Weil in der Klinik Schloss Haldem Straftäter therapiert werden, ist der Sicherheitsstandard zum Schutz der Bevölkerung extrem hoch. Das gilt besonders für die Aufnahmestation (Foto), die mit hohen Zäunen gesichert ist. Erst im Laufe der langen Therapie gibt es für die Patienten Lockerungsmaßnahmen bis hin zum Freigang und Langzeit-Abwesenheit. Die geplanten Umbau- und Neubaumaßnahmen an Stationen und Einrichtungen der Klinik sollen die Gesamtzahl der zu betreuenden Patienten von 179 auf maximal 207 erhöhen.

 Zurzeit behandelt und betreut die Einrichtung 179 Personen. Wenn die Baumaßnahmen abgeschlossen sind, könnten es 207 werden. Damit verbunden ist ein weiterer Ausbau der Sicherungseinrichtungen sowie eine Aufstockung des Personals. Wie Karl-Georg Donath, stellvertretender Leiter der Presseabteilung des Landschaftsverbandes mitteilt, wird die Beschäftigenzahl dann um weitere 25 Vollzeitstellen erhöht.

 Das Land NRW, der Landschaftsverband und die Klinik prüfen derzeit mögliche Umbau- und Neubaumaßnahmen in Höhe der genannten Summe. Der Betrag von acht Millionen Euro ist vorerst nur geschätzt. Der könnte sich noch erhöhen, wenn die Arbeiten zu einem späteren Zeitpunkt ausgeführt werden. Die Erweiterungen sind perspektivisch für die nächsten zehn Jahre geplant.

 Die Baumaßnahmen sollen zu einer deutlichen Verbesserung der Patientenunterbringung, aber auch zu mehr baulicher Sicherheit führen. In Haldem werden überwiegend Straftäter therapiert, die das Gericht aufgrund ihrer Suchterkrankung (Drogen, Alkohol) nach dem Paragraphen 64 des Strafgesetzbuches (so genannter Maßregelvollzug) verurteilt hat. Einige wenige Rechtsbrecher wurden in die Haldemer Einrichtung eingewiesen, weil sie psychisch krank sind (Paragraph 63) und in anderen Kliniken kein Platz ist.

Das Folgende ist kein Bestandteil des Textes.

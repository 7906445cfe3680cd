//! Request context and middleware for the lafaek REST API
//!
//! Every request gets a context carrying a fresh request id and the request
//! line. Handlers pull it from the request extensions and use the id as the
//! transaction id of their response.

use axum::{
  extract::Request,
  http::{HeaderName, HeaderValue, Method, Uri},
  middleware::Next,
  response::Response,
};
use std::time::Instant;
use uuid::Uuid;

pub const REQUEST_ID_HEADER: &str = "x-request-id";

/// Request context containing request metadata
#[derive(Debug, Clone)]
pub struct RequestContext {
  /// Unique ID for this request
  pub request_id: Uuid,
  pub method: Method,
  pub uri: Uri,
  pub user_agent: Option<String>,
}

impl RequestContext {
  pub fn new(method: Method, uri: Uri, user_agent: Option<String>) -> Self {
    Self { request_id: Uuid::new_v4(), method, uri, user_agent }
  }

  pub fn log_info(&self, message: &str) {
    tracing::info!(
      request_id = %self.request_id,
      method = %self.method,
      path = self.uri.path(),
      "{message}"
    );
  }

  pub fn log_warn(&self, message: &str) {
    tracing::warn!(
      request_id = %self.request_id,
      method = %self.method,
      path = self.uri.path(),
      "{message}"
    );
  }

  pub fn log_request_start(&self) {
    tracing::info!(
      request_id = %self.request_id,
      method = %self.method,
      path = self.uri.path(),
      user_agent = self.user_agent.as_deref().unwrap_or("none"),
      "request started"
    );
  }

  pub fn log_request_complete(&self, status_code: u16, duration_ms: f64) {
    tracing::info!(
      request_id = %self.request_id,
      method = %self.method,
      path = self.uri.path(),
      status = status_code,
      duration_ms,
      "request completed"
    );
  }
}

/// Middleware to inject RequestContext into all requests
pub async fn request_context_middleware(mut request: Request, next: Next) -> Response {
  let user_agent = request
    .headers()
    .get(axum::http::header::USER_AGENT)
    .and_then(|value| value.to_str().ok())
    .map(str::to_string);
  let context = RequestContext::new(request.method().clone(), request.uri().clone(), user_agent);

  let start_time = Instant::now();
  context.log_request_start();

  request.extensions_mut().insert(context.clone());
  let mut response = next.run(request).await;

  let duration_ms = start_time.elapsed().as_secs_f64() * 1000.0;
  context.log_request_complete(response.status().as_u16(), duration_ms);

  if let Ok(value) = HeaderValue::from_str(&context.request_id.to_string()) {
    response.headers_mut().insert(HeaderName::from_static(REQUEST_ID_HEADER), value);
  }

  response
}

 Die Behandlung der Patienten erstreckt sich fast immer über einen längeren Zeitraum. Sie beginnt in der Regel im völlig gesicherten Bereich, damit der Bürger vor Straftaten geschützt ist. Ver-schlossene Abteilungen, unüberwindbar hohe Spezialzäune und viele weitere Sicherheitsvorkehrungen sollen ein Entweichen der Patienten verhindern.

 Tritt der erwünschte Behandlungserfolg ein, folgen nach und nach Lockerungen – von der Verlegung in den offenen Bereich mit Freigang bis hin zur Betreuung bei der Integration in das frühere oder künftige Wohn-, Arbeits- und Lebensumfeld. Ziel ist es nicht nur, die Patienten von ihrer Sucht zu heilen, sondern sie für ihr Leben in Freiheit möglichst gut zu rüsten, damit sie keine Straftaten mehr begehen. So können die Männer in der Klinik unter anderem Schulabschlüsse nachholen.

 Karl-Georg Donath betont, dass die heimischen Firmen von den in Haldem geplanten Arbeiten profitieren werden. »Bisherige Neu- und Umbaumaßnahmen konnten bei Ausschreibungen immer an die Baufach- und Handwerksbetriebe aus der Umgebung der Klinik vergeben werden, wenn das Vergaberecht dies zuließ«, betont der Pressesprecher.

 Barbara Steinmeyer, die kaufmännische Leiterin der Klinik Schloss Haldem, wird den Stemweder Bau-, Planungs- und Umweltausschuss am kommenden Mittwoch in der Kleinen Festhalle über das Vorhaben informieren. Die Sitzung des Fachausschusses ist öffentlich und beginnt um 17 Uhr.